Preferential removal of W relative to other trace elements from zoned, W–Sn–U–Pb-bearing hematite coupled with disturbance of U–Pb isotope systematics is attributed to pseudomorphic replacement via coupled dissolution reprecipitation reaction (CDRR). This hematite has been studied down to the nanoscale to understand the mechanisms leading to compositional and U/Pb isotope heterogeneity at the grain scale. High-Angle Annular Dark Field Scanning Transmission Electron Microscopy (HAADF STEM) imaging of foils extracted in situ from three locations across the W-rich to W-depleted domains show lattice-scale defects and crystal structure modifications adjacent to twin planes. Secondary sets of twins and associated splays are common, but wider (up to ~100 nm) inclusion trails occur only at the boundary between the W-rich and W-depleted domains. STEM energy-dispersive X-ray mapping reveals W- and Pb-enrichment along 2–3 nm-wide features defining the twin planes; W-bearing nanoparticles occur along the splays. Tungsten and Pb are both present, albeit at low concentrations, within Na–K–Cl-bearing inclusions along the trails. HAADF STEM imaging of hematite reveals modifications relative to ideal crystal structure. A two-fold hematite superstructure (a = b = c = 10.85 Å; α = β = γ = 55.28°) involving oxygen vacancies was constructed and assessed by STEM simulations with a good match to data. This model can account for significant W release during interaction with fluids percolating through twin planes and secondary structures as CDRR progresses from the zoned domain, otherwise apparently undisturbed at the micrometre scale. Lead remobilisation is confirmed here at the nanoscale and is responsible for a disturbance of U/Pb ratios in hematite affected by CDRR. Twin planes can provide pathways for fluid percolation and metal entrapment during post-crystallisation overprinting. The presence of complex twinning can therefore predict potential disturbances of isotope systems in hematite that will affect its performance as a robust geochronometer.
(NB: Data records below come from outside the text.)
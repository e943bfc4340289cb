//! Story Engine — character, relationship and location modeling for story
//! production tools.
//!
//! Characters move through complexity tiers (minimal, balanced, detailed)
//! with synthesized content, relationships are classified and laid out as a
//! complete graph for rendering, and location suggestions get day-rate
//! estimates when they arrive without a usable price.

pub mod core;
pub mod schema;
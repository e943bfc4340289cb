/// Circular layout — deterministic node positions on a percent canvas.
///
/// The anchor sits at the center; every other node goes on a ring starting
/// at the top and proceeding clockwise.
use serde::{Deserialize, Serialize};
use std::f64::consts::PI;

/// A point on the canvas, each axis in percent (0–100).
#[derive(Debug, Clone, Copy, PartialEq, Serialize, Deserialize)]
pub struct Position {
    pub x: f64,
    pub y: f64,
}

impl Position {
    pub const CENTER: Position = Position { x: 50.0, y: 50.0 };
}

/// A node and where it goes.
#[derive(Debug, Clone, PartialEq, Serialize, Deserialize)]
pub struct PositionedNode {
    pub id: String,
    pub x: f64,
    pub y: f64,
}

impl PositionedNode {
    pub fn position(&self) -> Position {
        Position {
            x: self.x,
            y: self.y,
        }
    }
}

/// Ring radius parameters, in percent of the canvas.
#[derive(Debug, Clone, Copy, PartialEq, Serialize, Deserialize)]
pub struct LayoutConfig {
    pub base_radius: f64,
    /// Added per ring node beyond `crowding_threshold`.
    pub growth_per_node: f64,
    pub crowding_threshold: usize,
    pub max_radius: f64,
}

impl Default for LayoutConfig {
    fn default() -> Self {
        Self {
            base_radius: 35.0,
            growth_per_node: 3.0,
            crowding_threshold: 6,
            max_radius: 45.0,
        }
    }
}

/// Pure, stateless circular layout.
#[derive(Debug, Clone, Copy, PartialEq, Default)]
pub struct CircularLayout {
    pub config: LayoutConfig,
}

impl CircularLayout {
    pub fn new(config: LayoutConfig) -> Self {
        Self { config }
    }

    /// Ring radius for `total` ring nodes.
    pub fn radius(&self, total: usize) -> f64 {
        let extra = total.saturating_sub(self.config.crowding_threshold) as f64;
        (self.config.base_radius + extra * self.config.growth_per_node)
            .min(self.config.max_radius)
    }

    /// Position of ring node `index` out of `total` ring nodes.
    ///
    /// `total == 0` yields the center.
    pub fn position(&self, index: usize, total: usize) -> Position {
        if total == 0 {
            return Position::CENTER;
        }
        let angle = -PI / 2.0 + 2.0 * PI * index as f64 / total as f64;
        let radius = self.radius(total);
        Position {
            x: Position::CENTER.x + radius * angle.cos(),
            y: Position::CENTER.y + radius * angle.sin(),
        }
    }

    /// Lay out `ids` with the first one as the anchor.
    pub fn layout<S: AsRef<str>>(&self, ids: &[S]) -> Vec<PositionedNode> {
        let ring_total = ids.len().saturating_sub(1);
        ids.iter()
            .enumerate()
            .map(|(i, id)| {
                let position = match i {
                    0 => Position::CENTER,
                    _ => self.position(i - 1, ring_total),
                };
                PositionedNode {
                    id: id.as_ref().to_string(),
                    x: position.x,
                    y: position.y,
                }
            })
            .collect()
    }
}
相对于其他痕量元素，从带状W-Sn-U-Pb赤铁矿中优先去除W，再加上U-Pb同位素系统的干扰，归因于通过耦合溶解再沉淀反应（CDRR）的假晶置换。已对该赤铁矿进行了纳米级研究，以了解导致晶粒级分组成和U / Pb同位素异质性的机理。高角度环形暗场扫描透射电子显微镜（HAADF STEM）对原位提取的箔进行成像从富W到贫W畴的三个位置显示的晶格尺度缺陷和孪晶面附近的晶体结构修饰。次生双胞胎和相关联的八字组是常见的，但更宽（至约100 nm）的夹杂物痕迹仅出现在富W和贫W域之间的边界处。STEM能量色散X射线映射显示在定义双晶面的2–3 nm宽特征上W和Pb富集；含W的纳米粒子沿花键出现。钨和铅都存在，尽管浓度很低，但在沿径迹的含有Na–K–Cl的夹杂物中。赤铁矿的HAADF STEM成像显示相对于理想晶体结构的修饰。两重赤铁矿上部结构（a = b = c= 10.85Å; α=β=γ= 55.28°）涉及氧空位，并通过STEM模拟评估并与数据良好匹配。该模型可以解释当CDRR从分区域前进时，在与通过双平面和二级结构渗流的流体相互作用期间显着的W释放，否则显然在微米范围内不受干扰。在纳米级证实了铅的迁移，这导致了受CDRR影响的赤铁矿中U / Pb比的扰动。孪晶面可以为结晶后叠印期间的流体渗透和金属截留提供途径。因此，复杂孪晶的存在可以预测赤铁矿中同位素系统的潜在干扰，这将影响其作为稳健的地球计时器的性能。